§ Stored data
use crate::controller::Context;
use crate::crd::model::{HardwareSpec, Model, ModelSpec};
use crate::model::reconcile::{cache_key, reconcile_model};
use crate::error::Result;

use std::sync::Arc;

use http::{Request, Response};
use kube::{client::Body, Resource, ResourceExt};

impl Model {
    fn test(source: &str) -> Self {
        let mut m = Model::new(
            "llama-3",
            ModelSpec {
                source: source.to_owned(),
                ..Default::default()
            },
        );
        m.meta_mut().namespace = Some("default".into());
        m.meta_mut().generation = Some(1);
        m
    }

    fn with_metal_accelerator(mut self) -> Self {
        self.spec.hardware = Some(HardwareSpec {
            accelerator: crate::crd::model::Accelerator::Metal,
            gpu: None,
        });
        self
    }
}

type ApiServerHandle = tower_test::mock::Handle<Request<Body>, Response<Body>>;

struct ApiServerVerifier(ApiServerHandle);

async fn timeout_after_1s(handle: tokio::task::JoinHandle<()>) {
    tokio::time::timeout(std::time::Duration::from_secs(1), handle)
        .await
        .expect("timeout on mock apiserver")
        .expect("scenario completed");
}

impl ApiServerVerifier {
    async fn handle_status_patch(mut self, model: Model, expect_phase: &str) -> Result<Self> {
        let (request, send) = self.0.next_request().await.expect("service not called");
        assert_eq!(request.method(), http::Method::PATCH);
        assert_eq!(
            request.uri().to_string(),
            format!(
                "/apis/inference.llmkube.ai/v1alpha1/namespaces/default/models/{}/status?",
                model.name_any()
            )
        );
        let req_body = request.into_body().collect_bytes().await.unwrap();
        let json: serde_json::Value = serde_json::from_slice(&req_body).expect("valid json");
        let phase = json["status"]["phase"].as_str().expect("phase present");
        assert_eq!(phase.to_lowercase(), expect_phase.to_lowercase());

        let response = serde_json::to_vec(&model).unwrap();
        send.send_response(Response::builder().body(Body::from(response)).unwrap());
        Ok(self)
    }
}

#[tokio::test]
async fn downloads_local_source_and_reaches_ready() {
    let tmp = tempfile::tempdir().unwrap();
    let source_file = tmp.path().join("weights.gguf");
    tokio::fs::write(&source_file, b"fake gguf contents").await.unwrap();
    let cache_root = tmp.path().join("cache");

    let model = Model::test(&format!("file://{}", source_file.display()));
    let (ctx, handle) = Context::test();
    let mut ctx = (*ctx).clone();
    ctx.config = Arc::new(crate::controller::OperatorConfig {
        cache_root: cache_root.to_string_lossy().into_owned(),
        ..Default::default()
    });
    let ctx = Arc::new(ctx);

    let verifier = ApiServerVerifier(handle);
    let mock_srv = verifier.handle_status_patch(model.clone(), "downloading");
    let model_for_second = model.clone();
    let mock_srv = tokio::spawn(async move {
        mock_srv
            .await
            .unwrap()
            .handle_status_patch(model_for_second, "ready")
            .await
            .unwrap();
    });

    reconcile_model(Arc::new(model.clone()), ctx)
        .await
        .expect("reconcile succeeds");

    timeout_after_1s(mock_srv).await;

    let key = cache_key(&model.spec.source);
    let dest = cache_root.join(&key).join("model.gguf");
    assert!(dest.exists());
    assert_eq!(tokio::fs::read(&dest).await.unwrap(), b"fake gguf contents");
}

#[tokio::test]
async fn missing_local_source_marks_failed() {
    let tmp = tempfile::tempdir().unwrap();
    let cache_root = tmp.path().join("cache");
    let model = Model::test("/does/not/exist.gguf");

    let (ctx, handle) = Context::test();
    let mut ctx = (*ctx).clone();
    ctx.config = Arc::new(crate::controller::OperatorConfig {
        cache_root: cache_root.to_string_lossy().into_owned(),
        ..Default::default()
    });
    let ctx = Arc::new(ctx);

    let verifier = ApiServerVerifier(handle);
    let model_for_second = model.clone();
    let mock_srv = tokio::spawn(async move {
        verifier
            .handle_status_patch(model.clone(), "downloading")
            .await
            .unwrap()
            .handle_status_patch(model_for_second, "failed")
            .await
            .unwrap();
    });

    reconcile_model(Arc::new(model.clone()), ctx)
        .await
        .expect("reconcile succeeds");

    timeout_after_1s(mock_srv).await;
}

#[test]
fn accelerator_ready_flag_is_set_for_every_known_accelerator() {
    // accelerator_ready is a placeholder per spec.md: always true once the
    // artifact is cached, regardless of accelerator kind.
    let metal = Model::test("https://example.test/m.gguf").with_metal_accelerator();
    assert!(metal.spec.hardware.is_some());
}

§ Task to complete
Using the records above, copy each line that contains "format".

§ Solution to this problem
            format!(
    let model = Model::test(&format!("file://{}", source_file.display()));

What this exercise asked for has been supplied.